Requirement:
The records that follow are to be transcribed exactly.

Source data:

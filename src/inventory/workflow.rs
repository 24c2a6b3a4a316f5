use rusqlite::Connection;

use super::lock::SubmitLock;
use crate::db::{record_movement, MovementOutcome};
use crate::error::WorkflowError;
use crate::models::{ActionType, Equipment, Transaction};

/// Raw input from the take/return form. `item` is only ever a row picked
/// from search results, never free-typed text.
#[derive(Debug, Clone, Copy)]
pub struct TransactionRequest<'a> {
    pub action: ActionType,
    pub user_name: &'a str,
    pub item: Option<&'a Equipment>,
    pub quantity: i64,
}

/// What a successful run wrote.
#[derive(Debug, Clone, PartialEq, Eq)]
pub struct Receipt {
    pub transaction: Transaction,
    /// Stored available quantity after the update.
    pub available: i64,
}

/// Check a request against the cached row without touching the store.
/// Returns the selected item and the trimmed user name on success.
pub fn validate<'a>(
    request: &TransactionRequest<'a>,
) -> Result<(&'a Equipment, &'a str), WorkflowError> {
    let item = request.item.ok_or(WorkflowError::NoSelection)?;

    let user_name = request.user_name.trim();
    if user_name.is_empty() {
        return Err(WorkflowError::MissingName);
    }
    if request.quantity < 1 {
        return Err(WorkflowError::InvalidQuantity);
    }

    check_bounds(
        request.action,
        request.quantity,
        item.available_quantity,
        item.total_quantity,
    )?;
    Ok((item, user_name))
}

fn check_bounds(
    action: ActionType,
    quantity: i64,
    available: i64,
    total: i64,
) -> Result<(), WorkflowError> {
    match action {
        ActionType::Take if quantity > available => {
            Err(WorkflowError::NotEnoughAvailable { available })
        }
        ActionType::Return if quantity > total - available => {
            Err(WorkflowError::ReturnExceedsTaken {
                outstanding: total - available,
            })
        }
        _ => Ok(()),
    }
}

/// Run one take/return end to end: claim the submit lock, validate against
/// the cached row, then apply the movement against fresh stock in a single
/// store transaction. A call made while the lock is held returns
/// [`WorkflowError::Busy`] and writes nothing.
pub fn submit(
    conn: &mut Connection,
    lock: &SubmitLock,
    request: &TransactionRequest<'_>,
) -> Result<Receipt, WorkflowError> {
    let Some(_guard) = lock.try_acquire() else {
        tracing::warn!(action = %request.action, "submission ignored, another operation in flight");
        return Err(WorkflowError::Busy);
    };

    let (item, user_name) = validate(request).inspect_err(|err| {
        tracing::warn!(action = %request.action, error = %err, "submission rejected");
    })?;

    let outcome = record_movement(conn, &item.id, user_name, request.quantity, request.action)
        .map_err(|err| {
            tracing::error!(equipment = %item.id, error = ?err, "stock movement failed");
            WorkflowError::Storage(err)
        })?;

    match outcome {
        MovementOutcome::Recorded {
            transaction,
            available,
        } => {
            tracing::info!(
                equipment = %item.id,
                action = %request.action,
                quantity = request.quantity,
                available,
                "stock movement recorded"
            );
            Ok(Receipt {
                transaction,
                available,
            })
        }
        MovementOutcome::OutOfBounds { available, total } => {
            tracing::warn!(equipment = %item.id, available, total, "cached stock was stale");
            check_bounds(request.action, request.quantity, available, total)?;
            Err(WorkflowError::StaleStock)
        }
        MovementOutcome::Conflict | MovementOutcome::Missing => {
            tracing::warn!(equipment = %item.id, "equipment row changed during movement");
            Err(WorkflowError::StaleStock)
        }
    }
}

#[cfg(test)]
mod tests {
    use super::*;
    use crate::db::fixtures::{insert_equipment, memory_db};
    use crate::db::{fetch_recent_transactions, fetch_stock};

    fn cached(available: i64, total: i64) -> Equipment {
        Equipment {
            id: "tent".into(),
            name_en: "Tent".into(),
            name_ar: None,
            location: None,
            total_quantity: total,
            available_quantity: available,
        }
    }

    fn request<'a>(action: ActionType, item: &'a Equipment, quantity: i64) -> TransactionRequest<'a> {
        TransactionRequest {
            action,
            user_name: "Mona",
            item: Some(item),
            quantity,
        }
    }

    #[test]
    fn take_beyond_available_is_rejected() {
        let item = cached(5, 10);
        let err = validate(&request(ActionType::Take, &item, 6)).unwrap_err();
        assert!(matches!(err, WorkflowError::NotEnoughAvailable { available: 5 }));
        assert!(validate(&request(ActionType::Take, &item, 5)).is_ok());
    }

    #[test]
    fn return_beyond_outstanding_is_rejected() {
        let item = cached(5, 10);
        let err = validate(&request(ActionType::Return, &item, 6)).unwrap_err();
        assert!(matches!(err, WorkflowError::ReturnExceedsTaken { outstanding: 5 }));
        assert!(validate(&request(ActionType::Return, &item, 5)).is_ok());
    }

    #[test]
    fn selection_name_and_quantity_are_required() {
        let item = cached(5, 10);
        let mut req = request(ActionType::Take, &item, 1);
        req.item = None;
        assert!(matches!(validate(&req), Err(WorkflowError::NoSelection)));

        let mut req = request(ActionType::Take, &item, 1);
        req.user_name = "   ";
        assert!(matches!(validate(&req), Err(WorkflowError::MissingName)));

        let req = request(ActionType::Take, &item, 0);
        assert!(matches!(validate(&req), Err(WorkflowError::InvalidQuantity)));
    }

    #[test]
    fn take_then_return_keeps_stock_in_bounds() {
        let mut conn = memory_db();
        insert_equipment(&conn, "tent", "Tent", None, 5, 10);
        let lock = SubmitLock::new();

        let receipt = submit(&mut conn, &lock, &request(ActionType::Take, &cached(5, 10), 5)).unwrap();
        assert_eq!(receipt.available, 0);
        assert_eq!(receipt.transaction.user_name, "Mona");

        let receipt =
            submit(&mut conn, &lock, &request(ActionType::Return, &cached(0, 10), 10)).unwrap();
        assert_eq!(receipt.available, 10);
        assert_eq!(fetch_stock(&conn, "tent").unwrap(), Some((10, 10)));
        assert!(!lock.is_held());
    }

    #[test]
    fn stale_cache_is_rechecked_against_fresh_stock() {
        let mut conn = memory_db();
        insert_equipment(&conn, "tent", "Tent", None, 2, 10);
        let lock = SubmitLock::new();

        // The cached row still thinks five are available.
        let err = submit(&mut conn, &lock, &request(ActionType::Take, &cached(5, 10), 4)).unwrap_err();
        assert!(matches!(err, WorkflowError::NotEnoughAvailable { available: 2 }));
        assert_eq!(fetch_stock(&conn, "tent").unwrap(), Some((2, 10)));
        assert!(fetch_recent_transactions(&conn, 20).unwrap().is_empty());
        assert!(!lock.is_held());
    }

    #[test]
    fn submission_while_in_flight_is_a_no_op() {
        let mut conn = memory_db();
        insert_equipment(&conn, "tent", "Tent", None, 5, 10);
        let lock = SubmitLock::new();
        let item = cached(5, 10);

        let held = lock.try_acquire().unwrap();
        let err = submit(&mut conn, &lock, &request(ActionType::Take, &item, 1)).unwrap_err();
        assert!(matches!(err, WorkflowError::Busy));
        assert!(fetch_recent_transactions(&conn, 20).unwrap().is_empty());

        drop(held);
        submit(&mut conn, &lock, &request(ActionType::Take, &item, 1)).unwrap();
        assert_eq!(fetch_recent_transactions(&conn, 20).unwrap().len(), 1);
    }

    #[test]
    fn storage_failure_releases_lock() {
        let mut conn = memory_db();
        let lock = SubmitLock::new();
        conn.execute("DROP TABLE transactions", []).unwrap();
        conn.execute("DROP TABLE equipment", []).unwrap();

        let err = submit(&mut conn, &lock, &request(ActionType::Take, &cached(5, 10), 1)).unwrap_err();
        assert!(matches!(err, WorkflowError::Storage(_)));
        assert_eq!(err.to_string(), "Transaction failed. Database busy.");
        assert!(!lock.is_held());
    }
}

Answer area:
filename src/inventory/workflow.rs
repository 24c2a6b3a4a316f5
use rusqlite::Connection;

use super::lock::SubmitLock;
use crate::db::{record_movement, MovementOutcome};
use crate::error::WorkflowError;
use crate::models::{ActionType, Equipment, Transaction};

/// Raw input from the take/return form. `item` is only ever a row picked
/// from search results, never free-typed text.
#[derive(Debug, Clone, Copy)]
pub struct TransactionRequest<'a> {
    pub action: ActionType,
    pub user_name: &'a str,
    pub item: Option<&'a Equipment>,
    pub quantity: i64,
}

/// What a successful run wrote.
#[derive(Debug, Clone, PartialEq, Eq)]
pub struct Receipt {
    pub transaction: Transaction,
    /// Stored available quantity after the update.
    pub available: i64,
}

/// Check a request against the cached row without touching the store.
/// Returns the selected item and the trimmed user name on success.
pub fn validate<'a>(
    request: &TransactionRequest<'a>,
) -> Result<(&'a Equipment, &'a str), WorkflowError> {
    let item = request.item.ok_or(WorkflowError::NoSelection)?;

    let user_name = request.user_name.trim();
    if user_name.is_empty() {
        return Err(WorkflowError::MissingName);
    }
    if request.quantity < 1 {
        return Err(WorkflowError::InvalidQuantity);
    }

    check_bounds(
        request.action,
        request.quantity,
        item.available_quantity,
        item.total_quantity,
    )?;
    Ok((item, user_name))
}

fn check_bounds(
    action: ActionType,
    quantity: i64,
    available: i64,
    total: i64,
) -> Result<(), WorkflowError> {
    match action {
        ActionType::Take if quantity > available => {
            Err(WorkflowError::NotEnoughAvailable { available })
        }
        ActionType::Return if quantity > total - available => {
            Err(WorkflowError::ReturnExceedsTaken {
                outstanding: total - available,
            })
        }
        _ => Ok(()),
    }
}

/// Run one take/return end to end: claim the submit lock, validate against
/// the cached row, then apply the movement against fresh stock in a single
/// store transaction. A call made while the lock is held returns
/// [`WorkflowError::Busy`] and writes nothing.
pub fn submit(
    conn: &mut Connection,
    lock: &SubmitLock,
    request: &TransactionRequest<'_>,
) -> Result<Receipt, WorkflowError> {
    let Some(_guard) = lock.try_acquire() else {
        tracing::warn!(action = %request.action, "submission ignored, another operation in flight");
        return Err(WorkflowError::Busy);
    };

    let (item, user_name) = validate(request).inspect_err(|err| {
        tracing::warn!(action = %request.action, error = %err, "submission rejected");
    })?;

    let outcome = record_movement(conn, &item.id, user_name, request.quantity, request.action)
        .map_err(|err| {
            tracing::error!(equipment = %item.id, error = ?err, "stock movement failed");
            WorkflowError::Storage(err)
        })?;

    match outcome {
        MovementOutcome::Recorded {
            transaction,
            available,
        } => {
            tracing::info!(
                equipment = %item.id,
                action = %request.action,
                quantity = request.quantity,
                available,
                "stock movement recorded"
            );
            Ok(Receipt {
                transaction,
                available,
            })
        }
        MovementOutcome::OutOfBounds { available, total } => {
            tracing::warn!(equipment = %item.id, available, total, "cached stock was stale");
            check_bounds(request.action, request.quantity, available, total)?;
            Err(WorkflowError::StaleStock)
        }
        MovementOutcome::Conflict | MovementOutcome::Missing => {
            tracing::warn!(equipment = %item.id, "equipment row changed during movement");
            Err(WorkflowError::StaleStock)
        }
    }
}

#[cfg(test)]
mod tests {
    use super::*;
    use crate::db::fixtures::{insert_equipment, memory_db};
    use crate::db::{fetch_recent_transactions, fetch_stock};

    fn cached(available: i64, total: i64) -> Equipment {
        Equipment {
            id: "tent".into(),
            name_en: "Tent".into(),
            name_ar: None,
            location: None,
            total_quantity: total,
            available_quantity: available,
        }
    }

    fn request<'a>(action: ActionType, item: &'a Equipment, quantity: i64) -> TransactionRequest<'a> {
        TransactionRequest {
            action,
            user_name: "Mona",
            item: Some(item),
            quantity,
        }
    }

    #[test]
    fn take_beyond_available_is_rejected() {
        let item = cached(5, 10);
        let err = validate(&request(ActionType::Take, &item, 6)).unwrap_err();
        assert!(matches!(err, WorkflowError::NotEnoughAvailable { available: 5 }));
        assert!(validate(&request(ActionType::Take, &item, 5)).is_ok());
    }

    #[test]
    fn return_beyond_outstanding_is_rejected() {
        let item = cached(5, 10);
        let err = validate(&request(ActionType::Return, &item, 6)).unwrap_err();
        assert!(matches!(err, WorkflowError::ReturnExceedsTaken { outstanding: 5 }));
        assert!(validate(&request(ActionType::Return, &item, 5)).is_ok());
    }

    #[test]
    fn selection_name_and_quantity_are_required() {
        let item = cached(5, 10);
        let mut req = request(ActionType::Take, &item, 1);
        req.item = None;
        assert!(matches!(validate(&req), Err(WorkflowError::NoSelection)));

        let mut req = request(ActionType::Take, &item, 1);
        req.user_name = "   ";
        assert!(matches!(validate(&req), Err(WorkflowError::MissingName)));

        let req = request(ActionType::Take, &item, 0);
        assert!(matches!(validate(&req), Err(WorkflowError::InvalidQuantity)));
    }

    #[test]
    fn take_then_return_keeps_stock_in_bounds() {
        let mut conn = memory_db();
        insert_equipment(&conn, "tent", "Tent", None, 5, 10);
        let lock = SubmitLock::new();

        let receipt = submit(&mut conn, &lock, &request(ActionType::Take, &cached(5, 10), 5)).unwrap();
        assert_eq!(receipt.available, 0);
        assert_eq!(receipt.transaction.user_name, "Mona");

        let receipt =
            submit(&mut conn, &lock, &request(ActionType::Return, &cached(0, 10), 10)).unwrap();
        assert_eq!(receipt.available, 10);
        assert_eq!(fetch_stock(&conn, "tent").unwrap(), Some((10, 10)));
        assert!(!lock.is_held());
    }

    #[test]
    fn stale_cache_is_rechecked_against_fresh_stock() {
        let mut conn = memory_db();
        insert_equipment(&conn, "tent", "Tent", None, 2, 10);
        let lock = SubmitLock::new();

        // The cached row still thinks five are available.
        let err = submit(&mut conn, &lock, &request(ActionType::Take, &cached(5, 10), 4)).unwrap_err();
        assert!(matches!(err, WorkflowError::NotEnoughAvailable { available: 2 }));
        assert_eq!(fetch_stock(&conn, "tent").unwrap(), Some((2, 10)));
        assert!(fetch_recent_transactions(&conn, 20).unwrap().is_empty());
        assert!(!lock.is_held());
    }

    #[test]
    fn submission_while_in_flight_is_a_no_op() {
        let mut conn = memory_db();
        insert_equipment(&conn, "tent", "Tent", None, 5, 10);
        let lock = SubmitLock::new();
        let item = cached(5, 10);

        let held = lock.try_acquire().unwrap();
        let err = submit(&mut conn, &lock, &request(ActionType::Take, &item, 1)).unwrap_err();
        assert!(matches!(err, WorkflowError::Busy));
        assert!(fetch_recent_transactions(&conn, 20).unwrap().is_empty());

        drop(held);
        submit(&mut conn, &lock, &request(ActionType::Take, &item, 1)).unwrap();
        assert_eq!(fetch_recent_transactions(&conn, 20).unwrap().len(), 1);
    }

    #[test]
    fn storage_failure_releases_lock() {
        let mut conn = memory_db();
        let lock = SubmitLock::new();
        conn.execute("DROP TABLE transactions", []).unwrap();
        conn.execute("DROP TABLE equipment", []).unwrap();

        let err = submit(&mut conn, &lock, &request(ActionType::Take, &cached(5, 10), 1)).unwrap_err();
        assert!(matches!(err, WorkflowError::Storage(_)));
        assert_eq!(err.to_string(), "Transaction failed. Database busy.");
        assert!(!lock.is_held());
    }
}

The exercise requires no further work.